①眼球の障害→ⅰ視力障害、ⅱ調節機能障害、ⅲ運動機能障害、ⅳ視野障害

②まぶたの障害→ⅰ欠損障害、ⅱ運動障害

2 ①眼球の障害について認定基準の解説

(1)視力障害-失明、視力低下の障害

  • ア 視力障害とは
    •  眼の視力障害とは、視力の全部または一部を失うことです。視力を失った程度に応じて後遺障害の等級に序列が設けられています。
    •  事故に遭うと大なり小なり視力の異常を伴うことが多いのですが、次に示す認定基準に達しないものは、保険実務・賠償実務上、独立の後遺障害としては扱ってもらえないという点が、実務と一般の方の感覚とズレている点だと思います。悔しいなと思うところです。


  • イ 視力障害の認定基準
  • ウ 注意点
    • ⅰ 後遺障害の認定基準上の「視力」
      •  後遺障害の認定基準上の視力とは、「矯正視力」のことをいいます。
      • 矯正視力とは、眼鏡やコンタクトレンズ、眼内レンズの矯正によって得られた視力のことをいい、裸眼での視力ではありません。
      •  ただし、矯正が不可能な場合、裸眼視力によって等級認定がなされます。
      • コンタクトによる矯正が可能か否かは、医師の管理下で、3か月間、1日8時間以上の連続装用が可能か否かを試行的に装用して判断します。
    • ⅱ あてはめ~例えば両目に視力障害。9級1号か8級1号か?
      • 例えば、両目に障害を負い、1眼の視力が0.5、他眼の視力が0.02となった場合、両眼の視力障害としては9級1号に該当しますが、1眼の視力障害としては8級1号に該当するので、上位の等級である「8級1号」として認定されます。

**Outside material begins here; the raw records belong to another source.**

// Tests the interop of STL data to mesh structures
use stlmesh::io::stl::*;
use stlmesh::*;

fn read(file: &str) -> Vec<u8> {
    std::fs::read(std::path::Path::new("test").join(file)).unwrap()
}

fn same(p1: Point3, p2: Point3) -> bool {
    p1.sub(p2).mag() < 1e-11
}

fn centroid([a, b, c]: Tri) -> Point3 {
    a.add(b).add(c).scale(1.0 / 3.0)
}

/// Binary STL of a triangle soup, normals left zeroed.
fn binary_soup(tris: &[Tri]) -> Vec<u8> {
    let mut b = vec![0u8; 80];
    b.extend((tris.len() as u32).to_le_bytes());
    for tri in tris {
        b.extend([0u8; 12]);
        for x in tri.iter().flatten() {
            b.extend((*x as f32).to_le_bytes());
        }
        b.extend([0u8; 2]);
    }
    b
}

// 'cube.stl' is a unit cube over [0,1]³, 12 facets, with the 6th facet wound inward.
#[test]
fn test_cube_stl_import() {
    let bytes = read("cube.stl");
    assert_eq!(detect_format(&bytes), StlFormat::Ascii);

    let mesh = read_stl("test/cube.stl").unwrap();
    assert_eq!(mesh.point_len(), 8);
    assert_eq!(mesh.tri_len(), 12);
    assert!(same(mesh.points()[1], [0.0, 1.0, 0.0]));
    assert_eq!(mesh.aabb(), Extents3::from_min_max([0.0; 3], [1.0; 3]));
    assert!((mesh.area() - 6.0).abs() < 1e-11);

    let topo = Topology::build(&mesh);
    assert_eq!(topo.edge_len(), 18);
    assert!(topo.is_closed_manifold());
    assert!(winding_conflicts(mesh.tri_indices(), &topo) > 0);
}

#[test]
fn test_cube_stl_analysis() {
    let a = MeshAnalysis::from_stl(&read("cube.stl"), AnalysisParams::default()).unwrap();

    assert_eq!(a.orientation().corrections, 1);
    assert_eq!(winding_conflicts(a.mesh().tri_indices(), a.topology()), 0);

    // every normal points away from the centre
    let centre = [0.5; 3];
    for (tri, n) in a.mesh().tris().zip(&a.normals().normals) {
        assert!(dot_prod(centroid(tri).sub(centre), *n) > 0.0);
    }

    assert_eq!(a.faces().len(), 6);
    let areas = a.faces().face_areas(&a.normals().areas);
    assert!(areas.iter().all(|x| (x - 1.0).abs() < 1e-11));

    assert_eq!(a.support().supported_count(), 2);
    assert!((a.support().supported_area - 1.0).abs() < 1e-11);
    assert!((a.support().total_area - 6.0).abs() < 1e-11);
    let x = a.support().supported_area + a.support().unsupported_area() - a.support().total_area;
    assert!(x.abs() < 1e-11);
}

#[test]
fn test_cube_stl_round_trip() {
    let mesh = read_stl("test/cube.stl").unwrap();

    let ascii = to_stl_ascii("cube", &mesh);
    assert_eq!(detect_format(&ascii), StlFormat::Ascii);
    assert_eq!(from_stl(&ascii).unwrap(), mesh);

    let binary = to_stl_binary(&mesh);
    assert_eq!(binary.len(), 84 + 50 * 12);
    assert_eq!(detect_format(&binary), StlFormat::Binary);
    assert_eq!(from_stl(&binary).unwrap(), mesh);
}

#[test]
fn format_detection() {
    assert_eq!(detect_format(b"solid x\n...\nendsolid x\n"), StlFormat::Ascii);
    assert_eq!(detect_format(&binary_soup(&[])), StlFormat::Binary);
    assert_eq!(
        detect_format(&binary_soup(&[[[0.0; 3], [1.0, 0.0, 0.0], [0.0, 1.0, 0.0]]])),
        StlFormat::Binary
    );
    for len in 0..15 {
        assert_eq!(detect_format(&vec![b's'; len]), StlFormat::Invalid);
    }

    // 100 bytes claiming one facet (needs 134)
    let mut b = vec![0u8; 100];
    b[80..84].copy_from_slice(&1u32.to_le_bytes());
    assert_eq!(detect_format(&b), StlFormat::Invalid);
    assert!(matches!(from_stl(&b), Err(Error::UnrecognizedFormat(_))));
}

#[test]
fn binary_dedup() {
    // two facets sharing an edge, the shared vertices written twice
    let tris = [
        [[0.0, 0.0, 0.0], [1.0, 0.0, 0.0], [0.0, 1.0, 0.0]],
        [[1.0, 0.0, 0.0], [1.0, 1.0, 0.0], [0.0, 1.0, 0.0]],
    ];
    let mesh = from_stl(&binary_soup(&tris)).unwrap();
    assert_eq!(mesh.point_len(), 4);
    assert_eq!(mesh.tri_indices(), &[[0, 1, 2], [1, 3, 2]]);
}

#[test]
fn binary_truncated_is_malformed() {
    let tris = [[[0.0, 0.0, 0.0], [1.0, 0.0, 0.0], [0.0, 1.0, 0.0]]; 3];
    let b = binary_soup(&tris);
    let err = parse(&b[..b.len() - 10], StlFormat::Binary).unwrap_err();
    assert!(matches!(err, Error::MalformedRecord { record: 2, .. }));
}

#[test]
fn ascii_dedup_tolerance_boundary() {
    fn stl(d: [f64; 3]) -> String {
        let [x, y, z] = d;
        format!(
            "solid t
facet normal 0 0 1
outer loop
vertex 0 0 0
vertex 1 0 0
vertex 0 1 0
endloop
endfacet
facet normal 0 0 1
outer loop
vertex {x} {y} {}
vertex 0 -1 0
vertex 1 0 0
endloop
endfacet
endsolid t
",
            z
        )
    }

    let mesh = from_stl(stl([0.99e-5; 3]).as_bytes()).unwrap();
    assert_eq!(mesh.point_len(), 4);
    assert_eq!(mesh.tri_indices()[1], [0, 3, 1]);

    for axis in 0..3 {
        let mut d = [0.0; 3];
        d[axis] = 1.01e-5;
        let mesh = from_stl(stl(d).as_bytes()).unwrap();
        assert_eq!(mesh.point_len(), 5);
        assert_eq!(mesh.tri_indices()[1], [3, 4, 1]);
    }
}

#[test]
fn split_face_polygonization() {
    // a cube side split in two plus the perpendicular side below it
    let tris = [
        [[0.0, 0.0, 1.0], [1.0, 0.0, 1.0], [1.0, 1.0, 1.0]],
        [[0.0, 0.0, 1.0], [1.0, 1.0, 1.0], [0.0, 1.0, 1.0]],
        [[0.0, 0.0, 0.0], [1.0, 0.0, 0.0], [1.0, 0.0, 1.0]],
        [[0.0, 0.0, 0.0], [1.0, 0.0, 1.0], [0.0, 0.0, 1.0]],
    ];
    let mesh = from_stl(&binary_soup(&tris)).unwrap();
    let params = AnalysisParams::default().with_merge_cos(1.0);
    let mut a = MeshAnalysis::run(mesh, params).unwrap();
    assert_eq!(a.faces().len(), 2);
    assert_eq!(a.faces().triangles(0), &[0, 1]);
    assert_eq!(a.faces().triangles(1), &[2, 3]);

    a.remerge(-1.0);
    assert_eq!(a.faces().len(), 1);
}

#[test]
fn degenerate_facet() {
    let tris = [
        [[0.0, 0.0, 0.0], [1.0, 0.0, 0.0], [0.0, 1.0, 0.0]],
        [[5.0, 5.0, 5.0], [6.0, 6.0, 6.0], [7.0, 7.0, 7.0]],
    ];
    let mesh = from_stl(&binary_soup(&tris)).unwrap();
    let r = MeshAnalysis::run(mesh, AnalysisParams::default());
    assert!(matches!(r, Err(Error::DegenerateGeometry { triangle: 1 })));
}
use crate::*;

pub type Extents3 = Extents<Point3>;

/// An axis aligned bounding box, stored as the minimum corner (`origin`) and the `size`.
#[derive(Copy, Clone, Debug, PartialEq, serde::Serialize, serde::Deserialize)]
pub struct Extents<P> {
    pub origin: P,
    pub size: P,
}

impl<P> Extents<P>
where
    P: Copy + Point + Add,
{
    pub fn zero() -> Self {
        Self {
            origin: P::zero(),
            size: P::zero(),
        }
    }

    pub fn from_min_max(min: P, max: P) -> Self {
        let size = max.sub(min);

        Self { origin: min, size }
    }

    pub fn max(&self) -> P {
        self.origin.add(self.size)
    }

    pub fn centre(&self) -> P {
        self.origin.add(self.size.scale(0.5))
    }

    pub fn union(self, other: Self) -> Self {
        let origin = self.origin.min_all(other.origin);
        let max = self.max().max_all(other.max());
        let size = max.sub(origin);

        Self { origin, size }
    }

    /// The uniform scale which brings the largest dimension of the box down to unit length.
    ///
    /// The scale never magnifies (it is at most `1.0`). Dimensions no larger than
    /// `f64::EPSILON` are ignored.
    /// A viewer multiplies by this (after translating by [`Self::centre`]) to fit the model.
    ///
    /// # Example
    /// ```rust
    /// # use stlmesh::*;
    /// let e = Extents3::from_min_max([0.0, 0.0, 0.0], [4.0, 2.0, 0.0]);
    /// assert_eq!(e.fit_scale(), 0.25);
    ///
    /// let e = Extents3::from_min_max([1.0, 1.0, 1.0], [1.0, 1.0, 1.0]);
    /// assert_eq!(e.fit_scale(), 1.0);
    /// ```
    pub fn fit_scale(&self) -> f64 {
        self.size
            .into_iter()
            .filter(|&d| d > f64::EPSILON)
            .map(f64::recip)
            .fold(1.0, f64::min)
    }
}

impl FromIterator<Point3> for Extents3 {
    fn from_iter<T>(iter: T) -> Self
    where
        T: IntoIterator<Item = Point3>,
    {
        let mut iter = iter.into_iter();
        let Some(init) = iter.next() else { return Self::zero(); };

        let (min, max) = iter.fold((init, init), |(min, max), p| {
            (min.min_all(p), max.max_all(p))
        });

        Self::from_min_max(min, max)
    }
}

pub trait Aabb {
    type Space;

    fn aabb(&self) -> Extents<Self::Space>;
}

#[cfg(test)]
mod tests {
    use super::*;
    use quickcheck::TestResult;

    type P3 = (f64, f64, f64);

    fn to_p(p: P3) -> Point3 {
        [p.0, p.1, p.2]
    }

    #[quickcheck]
    fn from_iter_holds_all_points(pts: Vec<P3>) -> TestResult {
        let pts = pts.into_iter().map(to_p).collect::<Vec<_>>();
        if pts.is_empty() || pts.iter().flatten().any(|x| !x.is_finite() || x.abs() > 1e100) {
            return TestResult::discard();
        }

        let e = pts.iter().copied().collect::<Extents3>();
        let [x0, y0, z0] = e.origin;
        let [x1, y1, z1] = e.max();
        let inside = pts.iter().all(|&[x, y, z]| {
            x >= x0 && y >= y0 && z >= z0 && x <= x1 + 1e-9 * x1.abs().max(1.0)
                && y <= y1 + 1e-9 * y1.abs().max(1.0)
                && z <= z1 + 1e-9 * z1.abs().max(1.0)
        });

        TestResult::from_bool(inside)
    }

    #[test]
    fn empty_iter_is_zero() {
        let e = std::iter::empty::<Point3>().collect::<Extents3>();
        assert_eq!(e, Extents3::zero());
    }

    #[test]
    fn union_test() {
        let a = Extents3::from_min_max([0.0; 3], [1.0; 3]);
        let b = Extents3::from_min_max([-1.0, 0.5, 0.5], [0.5, 3.0, 0.5]);
        let u = a.union(b);
        assert_eq!(u.origin, [-1.0, 0.0, 0.0]);
        assert_eq!(u.max(), [1.0, 3.0, 1.0]);
        assert_eq!(u.centre(), [0.0, 1.5, 0.5]);
    }

    #[test]
    fn fit_scale_test() {
        let e = Extents3::from_min_max([0.0; 3], [10.0, 20.0, 5.0]);
        let x = e.fit_scale() - 0.05;
        assert!(x.abs() < 1e-11);

        // a flat model ignores the zero dimension
        let e = Extents3::from_min_max([0.0; 3], [0.5, 0.25, 0.0]);
        assert_eq!(e.fit_scale(), 1.0);

        let e = Extents3::from_min_max([0.0; 3], [2.0, 0.25, 0.0]);
        assert_eq!(e.fit_scale(), 0.5);
    }
}
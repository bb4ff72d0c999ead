use crate::*;
use rayon::prelude::*;

/// Per triangle normals and areas.
#[derive(Debug, Clone, PartialEq, Default, serde::Serialize, serde::Deserialize)]
pub struct FaceNormals {
    /// Unit normals.
    pub normals: Vec<Point3>,
    /// Triangle areas (half the length of the unnormalised normal).
    pub areas: Vec<f64>,
}

/// The unnormalised normal of a triangle: `(b - a) × (c - a)`.
///
/// The length is twice the area of the triangle.
pub fn raw_normal([a, b, c]: Tri) -> Point3 {
    xprod(b.sub(a), c.sub(a))
}

/// Compute the unit normal and area of every triangle.
///
/// Triangles are processed in parallel.
///
/// # Errors
/// Returns [`Error::DegenerateGeometry`] for the _first_ triangle whose normal has a length
/// below `f64::EPSILON` (collinear or coincident points), a NaN normal is never produced.
///
/// # Panics
/// Panics if a triangle references a point outside of `points`.
pub fn compute_normals_and_areas(points: &[Point3], triangles: &[TriIdx]) -> Result<FaceNormals> {
    let raw = triangles
        .par_iter()
        .map(|t| raw_normal(t.map(|i| points[i as usize])))
        .collect::<Vec<_>>();

    let mut normals = Vec::with_capacity(raw.len());
    let mut areas = Vec::with_capacity(raw.len());
    for (triangle, n) in raw.into_iter().enumerate() {
        let unit = n.try_unit().ok_or(Error::DegenerateGeometry { triangle })?;
        normals.push(unit);
        areas.push(n.mag() * 0.5);
    }

    Ok(FaceNormals { normals, areas })
}

impl FaceNormals {
    pub fn compute(mesh: &Mesh) -> Result<Self> {
        compute_normals_and_areas(mesh.points(), mesh.tri_indices())
    }

    pub fn len(&self) -> usize {
        self.normals.len()
    }

    pub fn is_empty(&self) -> bool {
        self.normals.is_empty()
    }

    pub fn total_area(&self) -> f64 {
        self.areas.iter().sum()
    }
}

#[cfg(test)]
mod tests {
    use super::*;

    #[test]
    fn raw_normal_is_twice_area() {
        let n = raw_normal([[0.0, 0.0, 0.0], [2.0, 0.0, 0.0], [0.0, 3.0, 0.0]]);
        assert_eq!(n, [0.0, 0.0, 6.0]);
    }

    #[test]
    fn cube_normals() {
        let cube = crate::unit_cube();
        let fnorms = FaceNormals::compute(&cube).unwrap();
        assert_eq!(fnorms.len(), 12);
        assert_eq!(fnorms.normals[0], [0.0, 0.0, -1.0]);
        assert_eq!(fnorms.normals[2], [0.0, 0.0, 1.0]);
        assert_eq!(fnorms.normals[10], [1.0, 0.0, 0.0]);
        assert!(fnorms.areas.iter().all(|&a| (a - 0.5).abs() < 1e-11));

        let x = fnorms.total_area() - 6.0;
        assert!(x.abs() < 1e-11);
    }

    #[test]
    fn degenerate_collinear() {
        let points = [[0.0, 0.0, 0.0], [1.0, 1.0, 1.0], [2.0, 2.0, 2.0], [0.0, 1.0, 0.0]];
        let r = compute_normals_and_areas(&points, &[[0, 1, 3], [0, 1, 2]]);
        assert!(matches!(r, Err(Error::DegenerateGeometry { triangle: 1 })));
    }

    #[test]
    fn degenerate_coincident() {
        let points = [[1.0, 2.0, 3.0], [1.0, 2.0, 3.0], [1.0, 2.0, 3.0]];
        let r = compute_normals_and_areas(&points, &[[0, 1, 2]]);
        assert!(matches!(r, Err(Error::DegenerateGeometry { triangle: 0 })));

        // repeated index
        let r = compute_normals_and_areas(&points[..1], &[[0, 0, 0]]);
        assert!(matches!(r, Err(Error::DegenerateGeometry { triangle: 0 })));
    }

    #[test]
    fn normals_never_nan() {
        let points = [[0.0, 0.0, 0.0], [1e-9, 0.0, 0.0], [0.0, 1e-9, 0.0]];
        match compute_normals_and_areas(&points, &[[0, 1, 2]]) {
            Ok(f) => assert!(f.normals.iter().flatten().all(|x| x.is_finite())),
            Err(e) => assert!(matches!(e, Error::DegenerateGeometry { .. })),
        }
    }
}
use crate::*;
use std::collections::VecDeque;

/// Summary of an orientation pass.
#[derive(Debug, Clone, Copy, PartialEq, Eq, Default, serde::Serialize, serde::Deserialize)]
pub struct OrientationReport {
    /// Number of triangles which had their winding reversed.
    pub corrections: usize,
    /// Number of connected components visited (each is seeded at its lowest triangle id).
    pub components: usize,
    /// Edges shared by more than two triangles, where consistency is best effort.
    pub non_manifold_edges: usize,
}

/// Does triangle `t` traverse the directed edge `a -> b`?
fn traverses(t: TriIdx, a: u32, b: u32) -> bool {
    edges_of(t).contains(&Edge(a, b))
}

/// Reverse the winding of `t` by swapping the positions of `a` and `b`.
fn flip_on_edge(t: &mut TriIdx, a: u32, b: u32) {
    let i = t.iter().position(|&x| x == a);
    let j = t.iter().position(|&x| x == b);
    if let (Some(i), Some(j)) = (i, j) {
        t.swap(i, j);
    }
}

/// Make the winding of connected triangles consistent.
///
/// Triangle 0 is the reference. A breadth first traversal over shared edges reverses any
/// neighbour which runs along the shared edge in the _same_ direction as the (already
/// consistent) triangle it was reached from. Once the component of triangle 0 is exhausted the
/// traversal is seeded again at the lowest unvisited triangle.
///
/// `topology` is kept valid: the triangle-local edge order of a reversed triangle is refreshed.
///
/// Edges shared by more than two triangles are only resolved between the visiting triangle and
/// each not yet visited neighbour, so non-manifold fans may be left inconsistent.
///
/// # Panics
/// Panics if `topology` was not built from `triangles`.
pub fn normalize_orientation(
    triangles: &mut [TriIdx],
    topology: &mut Topology,
) -> OrientationReport {
    assert_eq!(
        triangles.len(),
        topology.tri_len(),
        "topology was built from a different triangle list"
    );

    let mut report = OrientationReport {
        non_manifold_edges: topology.non_manifold_edges().count(),
        ..Default::default()
    };

    if report.non_manifold_edges > 0 {
        log::warn!(
            "{} non-manifold edges, orientation is best effort",
            report.non_manifold_edges
        );
    }

    let mut visited = vec![false; triangles.len()];
    let mut queue = VecDeque::new();
    let mut buf = Vec::new();

    for seed in 0..triangles.len() {
        if visited[seed] {
            continue;
        }
        visited[seed] = true;
        report.components += 1;
        queue.push_back(seed as u32);

        while let Some(a) = queue.pop_front() {
            buf.clear();
            buf.extend(topology.neighbours(a));

            for &(e, b) in &buf {
                if visited[b as usize] {
                    continue;
                }
                visited[b as usize] = true;

                let Edge(v0, v1) = topology.edge(e);
                let ta = triangles[a as usize];
                let tb = &mut triangles[b as usize];
                if traverses(ta, v0, v1) == traverses(*tb, v0, v1) {
                    flip_on_edge(tb, v0, v1);
                    topology.reorder_tri_edges(b, *tb);
                    report.corrections += 1;
                }

                queue.push_back(b);
            }
        }
    }

    log::debug!(
        "orientation: {} corrections over {} components",
        report.corrections,
        report.components
    );

    report
}

/// Count the edges which are traversed in the same direction by more than one triangle.
///
/// A consistently wound manifold mesh has no conflicts.
pub fn winding_conflicts(triangles: &[TriIdx], topology: &Topology) -> usize {
    (0..topology.edge_len() as u32)
        .filter(|&e| {
            let Edge(a, b) = topology.edge(e);
            let (fwd, bwd) = topology
                .edge_tris(e)
                .iter()
                .map(|&t| triangles[t as usize])
                .fold((0, 0), |(f, r), t| {
                    (
                        f + traverses(t, a, b) as usize,
                        r + traverses(t, b, a) as usize,
                    )
                });
            fwd > 1 || bwd > 1
        })
        .count()
}
//! Mesh file formats.
//! Adds functionality for data interop and conversion.
use crate::*;
use byteorder::*;
use std::io::{Cursor, Write};

pub mod stl;
/// Default welding tolerance, in model units, applied per axis.
pub const WELD_TOLERANCE: f64 = 1e-5;

/// Default cosine for merging triangles into a face (≈25.8°).
pub const MERGE_COS: f64 = 0.9;

/// Default overhang cosine (cos 45°).
pub const OVERHANG_COS: f64 = std::f64::consts::FRAC_1_SQRT_2;

/// The tunable parameters of the analysis pipeline.
///
/// Angles are stored as cosines since that is what the stages compare against.
#[derive(Debug, Clone, Copy, PartialEq, serde::Serialize, serde::Deserialize)]
#[serde(default)]
pub struct AnalysisParams {
    /// Points closer than this on _every_ axis are welded together.
    pub weld_tolerance: f64,
    /// Adjacent triangles with normalised normals whose dot product is at least this belong to
    /// the same face.
    pub merge_cos: f64,
    /// A triangle needs support if its normalised normal has `z < -overhang_cos`.
    pub overhang_cos: f64,
}

impl Default for AnalysisParams {
    fn default() -> Self {
        Self {
            weld_tolerance: WELD_TOLERANCE,
            merge_cos: MERGE_COS,
            overhang_cos: OVERHANG_COS,
        }
    }
}

impl AnalysisParams {
    pub fn with_weld_tolerance(mut self, tolerance: f64) -> Self {
        self.weld_tolerance = tolerance;
        self
    }

    pub fn with_merge_cos(mut self, cos: f64) -> Self {
        self.merge_cos = cos;
        self
    }

    pub fn with_overhang_cos(mut self, cos: f64) -> Self {
        self.overhang_cos = cos;
        self
    }

    /// Set the merge tolerance from an angle between normals, in degrees.
    pub fn merge_angle_deg(self, degrees: f64) -> Self {
        self.with_merge_cos(degrees.to_radians().cos())
    }

    /// Set the overhang threshold in degrees: surfaces whose normal is within this angle of
    /// straight down need support. `45.0` is the usual rule of thumb for FDM printing.
    pub fn overhang_angle_deg(self, degrees: f64) -> Self {
        self.with_overhang_cos(degrees.to_radians().cos())
    }
}
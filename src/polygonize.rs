use crate::*;
use std::collections::VecDeque;

/// Slack on the merge cosine so that exactly co-normal triangles always merge, even with a
/// threshold of `1.0`.
pub const COS_TOLERANCE: f64 = 1e-12;

const UNASSIGNED: u32 = u32::MAX;

/// A partition of the triangles into _faces_: connected regions of near coplanar triangles.
#[derive(Debug, Clone, PartialEq, Default, serde::Serialize, serde::Deserialize)]
pub struct Faces {
    /// triangle -> face id.
    tri_face: Vec<u32>,
    /// face id -> triangles, in the order they were reached.
    faces: Vec<Vec<u32>>,
}

/// Greedily merge adjacent triangles into faces.
///
/// Triangles are seeded in id order. From a seed, a breadth first traversal over shared edges
/// accepts any unassigned neighbour whose unit normal has a dot product of at least `merge_cos`
/// with the triangle it was reached from. The partition depends on the seed order; it is
/// deterministic for a given input.
///
/// - `merge_cos = -1` accepts any angle, so each connected component becomes one face.
/// - `merge_cos = 1` only merges co-normal triangles.
///
/// # Panics
/// Panics if `topology` or `normals` do not match `triangles`.
pub fn polygonize(
    triangles: &[TriIdx],
    topology: &Topology,
    normals: &[Point3],
    merge_cos: f64,
) -> Faces {
    let n = triangles.len();
    assert_eq!(n, topology.tri_len(), "topology does not match triangles");
    assert_eq!(n, normals.len(), "normals do not match triangles");

    let mut tri_face = vec![UNASSIGNED; n];
    let mut faces = Vec::new();
    let mut queue = VecDeque::new();

    for seed in 0..n as u32 {
        if tri_face[seed as usize] != UNASSIGNED {
            continue;
        }

        let face = faces.len() as u32;
        let mut members = vec![seed];
        tri_face[seed as usize] = face;
        queue.push_back(seed);

        while let Some(t) = queue.pop_front() {
            let nt = normals[t as usize];
            for (_, b) in topology.neighbours(t) {
                if tri_face[b as usize] != UNASSIGNED {
                    continue;
                }
                if dot_prod(nt, normals[b as usize]) >= merge_cos - COS_TOLERANCE {
                    tri_face[b as usize] = face;
                    members.push(b);
                    queue.push_back(b);
                }
            }
        }

        faces.push(members);
    }

    log::debug!(
        "polygonized {} triangles into {} faces (merge cos {})",
        n,
        faces.len(),
        merge_cos
    );

    Faces { tri_face, faces }
}

impl Faces {
    /// Number of faces.
    pub fn len(&self) -> usize {
        self.faces.len()
    }

    pub fn is_empty(&self) -> bool {
        self.faces.is_empty()
    }

    pub fn face_of(&self, tri: u32) -> u32 {
        self.tri_face[tri as usize]
    }

    pub fn triangles(&self, face: u32) -> &[u32] {
        &self.faces[face as usize]
    }

    /// The face id of each triangle.
    pub fn tri_faces(&self) -> &[u32] {
        &self.tri_face
    }

    pub fn faces(&self) -> &[Vec<u32>] {
        &self.faces
    }

    /// The summed triangle area of each face.
    pub fn face_areas(&self, areas: &[f64]) -> Vec<f64> {
        self.faces
            .iter()
            .map(|ts| ts.iter().map(|&t| areas[t as usize]).sum())
            .collect()
    }

    /// The area weighted mean unit normal of each face.
    ///
    /// `None` if the normals of a face cancel out (possible with very loose merge tolerances).
    pub fn face_normals(&self, normals: &[Point3], areas: &[f64]) -> Vec<Option<Point3>> {
        self.faces
            .iter()
            .map(|ts| {
                ts.iter()
                    .map(|&t| normals[t as usize].scale(areas[t as usize]))
                    .fold(Point3::zero(), Point3::add)
                    .try_unit()
            })
            .collect()
    }
}
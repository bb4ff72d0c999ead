use crate::*;

/// A mesh and everything derived from it, computed stage by stage.
///
/// ```text
/// topology -> orientation -> normals/areas -> faces
///                                          -> support
/// ```
///
/// Each stage reads the outputs of the stages before it. Tuning the merge or overhang threshold
/// only recomputes the affected stage ([`MeshAnalysis::remerge`], [`MeshAnalysis::reclassify`]).
#[derive(Debug, Clone, PartialEq, serde::Serialize, serde::Deserialize)]
pub struct MeshAnalysis {
    params: AnalysisParams,
    mesh: Mesh,
    topology: Topology,
    orientation: OrientationReport,
    normals: FaceNormals,
    faces: Faces,
    support: SupportReport,
}

impl MeshAnalysis {
    /// Run every stage over `mesh`.
    ///
    /// The mesh's triangles are re-wound to be consistent with triangle 0 (per component).
    ///
    /// # Errors
    /// Returns [`Error::DegenerateGeometry`] if a triangle has no measurable normal.
    pub fn run(mut mesh: Mesh, params: AnalysisParams) -> Result<Self> {
        let mut topology = Topology::build(&mesh);
        let orientation = normalize_orientation(mesh.tri_indices_mut(), &mut topology);
        let normals = FaceNormals::compute(&mesh)?;
        let faces = polygonize(
            mesh.tri_indices(),
            &topology,
            &normals.normals,
            params.merge_cos,
        );
        let support = classify_support(&normals.normals, &normals.areas, params.overhang_cos);

        Ok(Self {
            params,
            mesh,
            topology,
            orientation,
            normals,
            faces,
            support,
        })
    }

    /// Parse an STL buffer (welding with `params.weld_tolerance`) and run every stage.
    #[cfg(feature = "io")]
    pub fn from_stl(bytes: &[u8], params: AnalysisParams) -> Result<Self> {
        let format = io::stl::detect_format(bytes);
        let mesh = io::stl::parse_with_tolerance(bytes, format, params.weld_tolerance)?;
        Self::run(mesh, params)
    }

    /// Recompute the faces with a new merge threshold.
    pub fn remerge(&mut self, merge_cos: f64) {
        self.params.merge_cos = merge_cos;
        self.faces = polygonize(
            self.mesh.tri_indices(),
            &self.topology,
            &self.normals.normals,
            merge_cos,
        );
    }

    /// Recompute the support classification with a new overhang threshold.
    pub fn reclassify(&mut self, overhang_cos: f64) {
        self.params.overhang_cos = overhang_cos;
        self.support = classify_support(&self.normals.normals, &self.normals.areas, overhang_cos);
    }

    pub fn params(&self) -> &AnalysisParams {
        &self.params
    }

    /// The consistently wound mesh.
    pub fn mesh(&self) -> &Mesh {
        &self.mesh
    }

    pub fn topology(&self) -> &Topology {
        &self.topology
    }

    pub fn orientation(&self) -> &OrientationReport {
        &self.orientation
    }

    pub fn normals(&self) -> &FaceNormals {
        &self.normals
    }

    pub fn faces(&self) -> &Faces {
        &self.faces
    }

    pub fn support(&self) -> &SupportReport {
        &self.support
    }

    pub fn into_mesh(self) -> Mesh {
        self.mesh
    }
}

  • エ 保険会社と争われがちな点-労働能力喪失率、労働能力喪失期間
    •  視力障害の後遺障害が残存した場合、ⅰ労働能力喪失率、ⅱ労働能力喪失期間について争われることが多いです。「視力が下がったとしても、それ程、仕事への支障はないだろう。」と主張してくるのです。
    •  裁判例としては、後遺障害と仕事の制限の程度を個別具体的に判断していくべきものというのが原則的な考え方ではあるものの、認定された等級に対応する労働能力の喪失を67歳まで認めてくれている事例が多いかな、という印象です。

(2)調節機能障害-遠近のピントが合わなくなる障害

  • ア 調節機能障害とは
    •  ヒトが物を見る際、目の水晶体という部分が拡大・縮小し、遠近のピントを合わせることで見る対象を正確に捉えることが出来ているのです。
    •  調節機能とは、このピントを合わせる機能のことをいい、調節機能障害とは、眼が遠近のピントを合わせる機能に障害があることを指します。
    •  調節力の検査は、眼科さんで、アコモドポリレコーダーという装置を用いて検査して頂く必要があります。
  • イ 調節機能障害の認定基準

  • ウ 注意点
    • ⅰ 調節力を測る単位、調節力についての考え方
      •  調節力は、「D:Dioptorie(ジオプトリ)」という単位で表され、数値が大きいほど、調整力も優れていることとなります。
      •  調整力は、加齢とともに減退するものと考えられているので、いわゆる老眼が始まってくる年代である55歳以上の場合、後遺障害の対象として保護を受けられない場合があります(ⅱ-ⅱのb参照)。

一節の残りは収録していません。